The Vulnerability of Northwestern Ontario’s Trans-Canada Highway: An Isolated Transportation Corridor
THUNDER BAY – ANALYSIS – The Trans-Canada Highway, also known as Highway 17 in Northwestern Ontario, serves as a lifeline for transportation in Canada. Stretching from Thunder Bay to Kenora, this critical route is not fully twinned and faces significant challenges. The recent tragedy on September 17th, where a motor vehicle collision led to a almost 24-hour highway closure, highlights the urgent need for real solutions to ensure uninterrupted travel on this remote stretch of road.
Northwestern Ontario’s section of the Trans-Canada Highway is isolated and lacks effective alternate routes. A closure in this region can result in the disruption of vital transportation links, affecting not only local communities but also national connectivity.
In 2023, it is time to reevaluate the planning, rethink the over 60 years of talking, and start taking real action. There have been some positive steps, the stretch of Highway 17 from the Manitoba / Ontario provincial boundary is getting much needed attention.
The cost in terms of economics, human lives and public safety should spur municipal, provincial and federal governments to action. The Northern Ontario Municipal Association (NOMA) should be making this a priority.
A National Disgrace – Trans-Canada Highway in Northwestern Ontario
NetNewsLedger has written numerous editorials on this topic for years.
On January 10, 2022 we wrote: Trans-Canada Highway – Canada’s National Disgrace.

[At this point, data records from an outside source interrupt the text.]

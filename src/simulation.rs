//! Simulation engine - tick loop and generational turnover.

use crate::actions::{plan_actions, ActionSettings, Decision};
use crate::config::Config;
use crate::error::SimError;
use crate::genetics::Genome;
use crate::grid::{Dir, Grid};
use crate::population::Population;
use crate::sensors::SensorContext;
use crate::stats::{GenerationStats, StatsHistory};
use crate::survival::SurvivalPredicate;
use rand::prelude::*;
use rand_chacha::ChaCha8Rng;
use rayon::prelude::*;
use std::fmt;

/// Outcome of [`Simulation::update`]. Both non-`Continuing` values are
/// terminal: once reached, the simulation does no further work.
#[derive(Debug, Clone, Copy, PartialEq, Eq)]
pub enum Status {
    Continuing,
    /// No creature passed the challenge at turnover
    Extinct,
    GenerationLimitReached,
}

impl Status {
    #[inline]
    pub fn is_terminal(self) -> bool {
        self != Status::Continuing
    }
}

/// The simulation: grid, population and the generation clock
pub struct Simulation {
    grid: Grid,
    population: Population,

    // Clock
    tick: u32,
    generation: u32,
    status: Status,

    config: Config,
    action_settings: ActionSettings,
    predicate: Box<dyn SurvivalPredicate>,

    // Statistics
    diversity: f32,
    stats_history: StatsHistory,

    // Random number generator (seeded for reproducibility)
    rng: ChaCha8Rng,
    seed: u64,
}

impl Simulation {
    /// Create a simulation with a random seed
    pub fn new(config: Config) -> Result<Self, SimError> {
        let seed = rand::thread_rng().gen();
        Self::new_with_seed(config, seed)
    }

    /// Create a simulation with a specific seed for reproducibility.
    ///
    /// Builds the grid with its barrier and seeds generation 0 with random
    /// genomes on shuffled empty cells.
    pub fn new_with_seed(config: Config, seed: u64) -> Result<Self, SimError> {
        config.validate()?;
        let mut rng = ChaCha8Rng::seed_from_u64(seed);

        log::info!(
            "Initializing {}x{} grid, seed {}",
            config.world.grid_width,
            config.world.grid_height,
            seed
        );
        let mut grid = Grid::new(config.world.grid_width, config.world.grid_height);
        grid.create_barrier(config.world.barrier);

        let genomes: Vec<Genome> = (0..config.population.starting_population)
            .map(|_| Genome::random(&mut rng, &config.genome))
            .collect();
        let population = populate(&mut grid, genomes.iter().cloned(), genomes.len(), &config, &mut rng)?;
        log::info!("Initialized first generation: {} creatures", population.len());

        Ok(Self {
            grid,
            population,
            tick: 0,
            generation: 0,
            status: Status::Continuing,
            action_settings: ActionSettings::from_config(&config.actions),
            predicate: Box::new(config.selection.challenge),
            config,
            diversity: 0.0,
            stats_history: StatsHistory::new(),
            rng,
            seed,
        })
    }

    /// Replace the configured challenge with a custom survival rule
    pub fn set_predicate(&mut self, predicate: impl SurvivalPredicate + 'static) {
        self.predicate = Box::new(predicate);
    }

    /// Advance one tick, or run turnover once the generation's ticks are
    /// used up
    pub fn update(&mut self) -> Result<Status, SimError> {
        if self.status.is_terminal() {
            return Ok(self.status);
        }

        if self.tick < self.config.generation.ticks_per_generation {
            self.step();
        } else if self.turnover()? == Status::Extinct {
            return Ok(self.status);
        }

        if self.generation >= self.config.generation.max_generations {
            log::info!("Simulation ended: reached generation {}", self.generation);
            self.status = Status::GenerationLimitReached;
        }
        Ok(self.status)
    }

    /// One tick: parallel decisions against a snapshot, sequential effects,
    /// then the end-of-tick queues (moves, reproductions, deaths)
    pub fn step(&mut self) {
        let decisions = self.compute_decisions();
        self.execute_actions(&decisions);

        let moved = self.population.process_move_queue(&mut self.grid);
        let born = self.population.process_reproduction_queue(
            &mut self.grid,
            &self.config.mutation,
            &self.config.genome,
            self.config.population.max_population,
            &mut self.rng,
        );
        let died = self.population.process_death_queue(&mut self.grid);

        log::debug!(
            "Generation {} tick {}: {} moved, {} born, {} died",
            self.generation,
            self.tick,
            moved,
            born,
            died
        );
        self.tick += 1;
    }

    /// Feed-forward and action planning for every living creature.
    ///
    /// Creature `i` draws from its own generator (the tick seed on stream
    /// `i`), so results do not depend on thread scheduling.
    fn compute_decisions(&mut self) -> Vec<Option<Decision>> {
        let tick_seed: u64 = self.rng.gen();
        let mut scratch = std::mem::take(&mut self.population.scratch);

        let ctx = SensorContext {
            grid: &self.grid,
            population: &self.population,
            tick: self.tick,
            ticks_per_generation: self.config.generation.ticks_per_generation,
        };
        let settings = &self.action_settings;

        let decisions: Vec<Option<Decision>> = scratch
            .par_iter_mut()
            .enumerate()
            .map(|(i, buffers)| {
                let creature = &ctx.population.creatures[i];
                if !creature.alive {
                    return None;
                }
                let mut rng = ChaCha8Rng::seed_from_u64(tick_seed);
                rng.set_stream(i as u64);

                let levels = creature.net.feed_forward(buffers, |s| ctx.read(s, creature));
                Some(plan_actions(creature, levels, ctx.grid, settings, &mut rng))
            })
            .collect();

        self.population.scratch = scratch;
        decisions
    }

    /// Apply decisions in creature order: age, responsiveness, oscillator
    /// period, then queue the move
    fn execute_actions(&mut self, decisions: &[Option<Decision>]) {
        for (i, decision) in decisions.iter().enumerate() {
            let Some(decision) = decision else {
                continue;
            };
            let creature = &mut self.population.creatures[i];
            creature.age += 1;
            if let Some(r) = decision.responsiveness {
                creature.responsiveness = r;
            }
            if let Some(clock) = decision.clock {
                creature.clock = clock;
            }
            if let Some(to) = decision.move_to {
                self.population.queue_for_move(i, to);
            }
        }
    }

    /// End the generation: select, reproduce and respawn on a fresh grid
    fn turnover(&mut self) -> Result<Status, SimError> {
        self.diversity = self.population.genetic_diversity(&mut self.rng);

        let children: Vec<Genome> = self
            .population
            .creatures
            .iter()
            .filter(|c| self.predicate.passes(c, &self.grid))
            .map(|c| {
                c.genome
                    .offspring(&self.config.mutation, &self.config.genome, &mut self.rng)
            })
            .collect();

        let stats = GenerationStats::collect(
            self.generation,
            &self.population.creatures,
            children.len(),
            self.diversity,
        );
        let interval = self.config.logging.stats_interval.max(1);
        if self.generation % interval == 0 {
            log::info!("{}", stats.summary());
        }
        self.stats_history.record(stats);

        if children.is_empty() {
            log::warn!(
                "Extinction at generation {}: no creature passed '{}'",
                self.generation,
                self.predicate.name()
            );
            self.status = Status::Extinct;
            return Ok(self.status);
        }

        self.grid.reset(self.config.world.barrier);
        let target = self.config.population.max_population;
        let genomes = children.iter().cycle().cloned();
        self.population = populate(&mut self.grid, genomes, target, &self.config, &mut self.rng)?;

        self.tick = 0;
        self.generation += 1;
        log::debug!("Generation {} placed: {} creatures", self.generation, self.population.len());
        Ok(Status::Continuing)
    }

    /// Run until `generations` more turnovers happened or a terminal status
    pub fn run_generations(&mut self, generations: u32) -> Result<Status, SimError> {
        let target = self.generation.saturating_add(generations);
        while self.generation < target {
            let status = self.update()?;
            if status.is_terminal() {
                return Ok(status);
            }
        }
        Ok(self.status)
    }

    /// Run until a terminal status
    pub fn run_to_end(&mut self) -> Result<Status, SimError> {
        loop {
            let status = self.update()?;
            if status.is_terminal() {
                return Ok(status);
            }
        }
    }

    /// Sampled genetic diversity of the current population
    pub fn genetic_diversity(&mut self) -> f32 {
        self.population.genetic_diversity(&mut self.rng)
    }

    /// Dump the grid and population size to stdout
    pub fn print(&self) {
        println!("{}", self);
    }

    // === Accessors ===

    #[inline]
    pub fn grid(&self) -> &Grid {
        &self.grid
    }

    #[inline]
    pub fn population(&self) -> &Population {
        &self.population
    }

    /// Mutable access for driving the instruction queues directly
    #[inline]
    pub fn population_mut(&mut self) -> &mut Population {
        &mut self.population
    }

    #[inline]
    pub fn tick(&self) -> u32 {
        self.tick
    }

    #[inline]
    pub fn generation(&self) -> u32 {
        self.generation
    }

    #[inline]
    pub fn status(&self) -> Status {
        self.status
    }

    /// Diversity measured at the last turnover
    #[inline]
    pub fn last_diversity(&self) -> f32 {
        self.diversity
    }

    pub fn stats_history(&self) -> &StatsHistory {
        &self.stats_history
    }

    pub fn config(&self) -> &Config {
        &self.config
    }

    /// Get seed for reproducibility
    pub fn seed(&self) -> u64 {
        self.seed
    }
}

/// Place `count` creatures with the given genomes on shuffled empty cells
fn populate<I, R>(
    grid: &mut Grid,
    genomes: I,
    count: usize,
    config: &Config,
    rng: &mut R,
) -> Result<Population, SimError>
where
    I: Iterator<Item = Genome>,
    R: Rng + ?Sized,
{
    let cells = grid.shuffled_empty_locations(rng);
    if cells.len() < count {
        return Err(SimError::InsufficientSpace {
            needed: count,
            available: cells.len(),
        });
    }

    let mut population = Population::new(config.population.reserved_ids);
    for (loc, genome) in cells.into_iter().zip(genomes).take(count) {
        let dir = Dir::random(rng);
        population.spawn(grid, loc, dir, genome);
    }
    Ok(population)
}

impl fmt::Display for Simulation {
    fn fmt(&self, f: &mut fmt::Formatter<'_>) -> fmt::Result {
        write!(f, "{}", self.grid)?;
        write!(
            f,
            "Generation: {} Tick: {} Population Size: {}",
            self.generation,
            self.tick,
            self.population.living()
        )
    }
}

#[cfg(test)]
mod tests {
    use super::*;
    use crate::creature::Creature;
    use crate::grid::BarrierKind;
    use crate::survival::Challenge;

    fn test_config() -> Config {
        let mut config = Config::default();
        config.world.grid_width = 32;
        config.world.grid_height = 32;
        config.world.barrier = BarrierKind::None;
        config.population.starting_population = 60;
        config.population.max_population = 80;
        config.generation.ticks_per_generation = 20;
        config.generation.max_generations = 3;
        config.genome.initial_length_min = 8;
        config.genome.initial_length_max = 8;
        config.selection.challenge = Challenge::All;
        config
    }

    struct Nobody;

    impl SurvivalPredicate for Nobody {
        fn passes(&self, _: &Creature, _: &Grid) -> bool {
            false
        }
    }

    #[test]
    fn test_simulation_creation() {
        let sim = Simulation::new_with_seed(test_config(), 1).unwrap();

        assert_eq!(sim.population().len(), 60);
        assert_eq!(sim.tick(), 0);
        assert_eq!(sim.generation(), 0);
        assert!(sim.population().occupancy_consistent(sim.grid()));
    }

    #[test]
    fn test_invalid_config_rejected() {
        let mut config = test_config();
        config.population.max_population = 32 * 32 + 1;
        assert!(matches!(
            Simulation::new_with_seed(config, 1),
            Err(SimError::InsufficientSpace { .. })
        ));
    }

    #[test]
    fn test_step_advances_tick() {
        let mut sim = Simulation::new_with_seed(test_config(), 2).unwrap();
        sim.step();
        sim.step();

        assert_eq!(sim.tick(), 2);
        assert!(sim.population().creatures.iter().all(|c| c.age == 2));
        assert!(sim.population().occupancy_consistent(sim.grid()));
    }

    #[test]
    fn test_turnover_fills_population() {
        let mut sim = Simulation::new_with_seed(test_config(), 3).unwrap();
        for _ in 0..=20 {
            assert_eq!(sim.update().unwrap(), Status::Continuing);
        }

        assert_eq!(sim.generation(), 1);
        assert_eq!(sim.tick(), 0);
        assert_eq!(sim.population().len(), 80);
        assert!(sim.population().occupancy_consistent(sim.grid()));
        assert_eq!(sim.stats_history().generations.len(), 1);
        assert_eq!(sim.stats_history().generations[0].survivors, 60);
    }

    #[test]
    fn test_extinction_is_terminal() {
        let mut sim = Simulation::new_with_seed(test_config(), 4).unwrap();
        sim.set_predicate(Nobody);

        let status = sim.run_to_end().unwrap();
        assert_eq!(status, Status::Extinct);
        assert_eq!(sim.generation(), 0);
        // Nothing replaced
        assert_eq!(sim.population().len(), 60);

        let tick = sim.tick();
        assert_eq!(sim.update().unwrap(), Status::Extinct);
        assert_eq!(sim.tick(), tick);
    }

    #[test]
    fn test_generation_limit() {
        let mut sim = Simulation::new_with_seed(test_config(), 5).unwrap();
        let status = sim.run_to_end().unwrap();

        assert_eq!(status, Status::GenerationLimitReached);
        assert_eq!(sim.generation(), 3);
        assert_eq!(sim.update().unwrap(), Status::GenerationLimitReached);
    }

    #[test]
    fn test_run_generations() {
        let mut sim = Simulation::new_with_seed(test_config(), 6).unwrap();
        assert_eq!(sim.run_generations(2).unwrap(), Status::Continuing);
        assert_eq!(sim.generation(), 2);
    }

    #[test]
    fn test_display() {
        let sim = Simulation::new_with_seed(test_config(), 7).unwrap();
        let dump = sim.to_string();
        assert!(dump.ends_with("Population Size: 60"));
        assert_eq!(dump.lines().count(), 33);
    }
}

We said then: “For almost sixty years, the political discussion on Highways across our region have been a long series of promises to twin Highway 17 across Northern Ontario. While there have been improvements, and sections of the highway have been twinned, this winter the number of highway closures seems far greater than previous winters.
“The Trans-Canada Highway through Northern Ontario is one of the weakest links of our National Highway Network in Canada. Whenever the highway is closed due to weather or an accident, Canada by road is a broken country.”
We remain a broken country.
Safety Concerns and Tragic Consequences
The recent motor vehicle collision between two commercial vehicles near Shabaqua Corner, resulting in two fatalities, is a stark reminder of the safety risks that exist on this highway. Such incidents can have devastating consequences for both travellers and the economy. The efforts really require a twinned highway across the region. This should be a major effort at the federal and provincial level. The impact of these continued fatalities are reason enough.
Real Solutions for Highway Resilience
Full Twinning of Critical Sections
To address the vulnerability of the Trans-Canada Highway, one of the most crucial steps is the full twinning of critical sections, especially those prone to accidents and closures. This would provide safer overtaking opportunities and reduce the likelihood of collisions.
Investment in Advanced Traffic Management Systems
The implementation of advanced traffic management systems can significantly enhance highway safety and reduce closures. Real-time monitoring, automated traffic diversion, and rapid response to incidents can help minimize the impact of accidents.
Improved Winter Maintenance
Given Northwestern Ontario’s harsh winters, investing in better winter maintenance is essential. Equipping the highway with state-of-the-art snow-clearing equipment and proactive de-icing measures can keep the road open even in challenging weather conditions.
Community Engagement and Public Awareness
Encouraging Safe Driving Practices
Raising public awareness about the importance of safe driving practices, especially on this remote stretch of highway, is vital. Educational campaigns and incentives for responsible driving can contribute to reducing accidents. Ontario should be requiring Commercial Transport Truck drivers to have specialized winter driving training.
Engaging local communities in highway safety initiatives can foster a sense of ownership and responsibility. Collaboration with indigenous and local governments can lead to innovative solutions and enhanced emergency response capabilities.
The Trans-Canada Highway in Northwestern Ontario is a crucial artery for transportation, but its vulnerability to closures demands immediate attention. To ensure the highway remains open and travellers are not trapped in remote areas, a multi-faceted approach is needed. This includes full twinning, advanced traffic management systems, improved winter maintenance, community engagement, and public awareness campaigns. With these real solutions in place, we can work towards a safer and more resilient Trans-Canada Highway in this vital region of Canada.